Entrance into the Monastery

Description

In 1905, Russian photographer Sergei Mikhailovich Prokudin-Gorskii (1863–1944) traveled and photographed extensively in the Caucasus region. In the spring of 1912, Prokudin-Gorskii returned to photograph the Caucasus region and along the coast of the Black Sea, including the area of Abkhazia, located in northwestern Georgia. The Ottoman Turks were expelled from Sukhumi, the major city in Abkhazia, in 1810, and the area was annexed by the Russian Empire in 1864. To the northwest of Sukhumi was the ancient settlement of Anacopia near the Psyrtskha River. In 1874, a group of monks arrived here from the Saint Panteleimon Monastery, the Russian part of the monastic complex at Mount Athos in Greece. Work soon began on the New Athos Monastery, dedicated to Saint Simon Cananeus. Although interrupted by a brief Turkish occupation in 1878 during the Russo-Turkish War of 1877–78, construction was largely completed in the late 1890s. This view shows an ancient stone church, built perhaps as early as the 3rd century on nearby Iberian Hill. The hill was named in honor of the Georgian Orthodox Iveron Monastery on Mount Athos and its widely venerated Icon of the Iberian Mother of God, which is dimly seen through the portal here. Prokudin-Gorskii used a special color photography process to create a visual record of the Russian Empire in the early 20th century. Some of his photographs date from about 1905, but the bulk of his work is from between 1909 and 1915, when, with the support of Tsar Nicholas II and the Ministry of Transportation, he undertook extended trips through many different parts of the empire.

Date Created

Subject Date

Title in Original Language

Вход в монастырь

Type of Item

Physical Description

Glass negative (presented as a digital color composite)

Notes

  • Prokudin-Gorskii’s photographic work survives primarily in two forms: 1,901 black-and-white triple-frame glass plate negatives, made with color separation filters, which Prokudin-Gorskii used to make color prints and lantern slides; and 12 albums of sepia-tone prints, made from the glass negatives, which Prokudin-Gorskii compiled as a record of his travels and studies.
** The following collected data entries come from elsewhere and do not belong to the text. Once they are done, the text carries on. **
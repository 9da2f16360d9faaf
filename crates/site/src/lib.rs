//! Premium Food Ventures site library.
//!
//! The public marketing site and the admin back-office in one router,
//! backed by a hosted database, object storage, and auth provider. The
//! binary in `main.rs` adds Sentry and serves [`app`]; tests drive the same
//! router against an in-memory backend.

#![cfg_attr(not(test), forbid(unsafe_code))]

pub mod actions;
pub mod backend;
pub mod cache;
pub mod config;
pub mod content;
pub mod error;
pub mod filters;
pub mod forms;
pub mod middleware;
pub mod models;
pub mod reconcile;
pub mod routes;
pub mod screens;
pub mod state;

use std::time::Duration;

use axum::{
    Router,
    extract::State,
    http::StatusCode,
    routing::get,
};
use premium_food_core::Product;
use tower_http::services::ServeDir;
use tower_http::trace::{DefaultOnResponse, OnResponse, TraceLayer};
use tracing::Span;

use crate::backend::{Caller, Repository};
use crate::state::AppState;

/// Static assets, relative to the workspace root.
const STATIC_DIR: &str = "crates/site/static";

/// Build the full application router.
///
/// Layers, outermost first: request tracing, security headers, session,
/// auth gate.
pub fn app(state: AppState) -> Router {
    let session_layer = middleware::create_session_layer(state.config());

    Router::new()
        .route("/health", get(health))
        .route("/health/ready", get(readiness))
        .merge(routes::routes())
        .nest_service("/static", ServeDir::new(STATIC_DIR))
        .layer(axum::middleware::from_fn_with_state(
            state.clone(),
            middleware::auth_gate,
        ))
        .layer(session_layer)
        .layer(axum::middleware::from_fn(
            middleware::security_headers_middleware,
        ))
        .layer(
            TraceLayer::new_for_http()
                .make_span_with(|request: &axum::http::Request<_>| {
                    tracing::info_span!(
                        "http_request",
                        method = %request.method(),
                        uri = %request.uri(),
                        status = tracing::field::Empty,
                        latency_ms = tracing::field::Empty,
                    )
                })
                .on_response(
                    |response: &axum::http::Response<_>, latency: Duration, span: &Span| {
                        span.record("status", response.status().as_u16());
                        span.record(
                            "latency_ms",
                            u64::try_from(latency.as_millis()).unwrap_or(u64::MAX),
                        );
                        DefaultOnResponse::default().on_response(response, latency, span);
                    },
                ),
        )
        .with_state(state)
}

/// Liveness health check endpoint.
///
/// Returns "ok" if the server is running. Does not check dependencies.
async fn health() -> &'static str {
    "ok"
}

/// Readiness health check endpoint.
///
/// Counts products as the anonymous visitor would. Returns 503 Service
/// Unavailable if the backend is not reachable.
async fn readiness(State(state): State<AppState>) -> StatusCode {
    match Repository::<Product>::new(state.database(), &Caller::Anonymous)
        .count()
        .await
    {
        Ok(_) => StatusCode::OK,
        Err(e) => {
            tracing::warn!("Readiness check failed: {e}");
            StatusCode::SERVICE_UNAVAILABLE
        }
    }
}
//! HTTP middleware stack for the site.
//!
//! # Middleware Order (outermost first)
//!
//! 1. Sentry layers (capture errors, added in `main`)
//! 2. `TraceLayer` (request tracing)
//! 3. Security headers (CSP, frame and referrer policy)
//! 4. Session layer (tower-sessions with in-memory store)
//! 5. Auth gate (`/admin*` and `/login` redirects, admin identity)

pub mod auth;
pub mod security_headers;
pub mod session;

pub use auth::{RequireAdmin, auth_gate, clear_current_admin, set_current_admin};
pub use security_headers::security_headers_middleware;
pub use session::{create_session_layer, set_flash, take_flash};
The Library of Congress purchased the glass plate negatives and the albums from the Prokudin-Gorskii family in 1948. In 2004, the Library of Congress had digital color composites made from all the surviving glass negatives using a software algorithm to automatically align the color components. As with most historical photographs, title and subject identifications are corrected and enhanced through new research. Current information on the collection is at http://www.loc.gov/pictures/collection/prok/.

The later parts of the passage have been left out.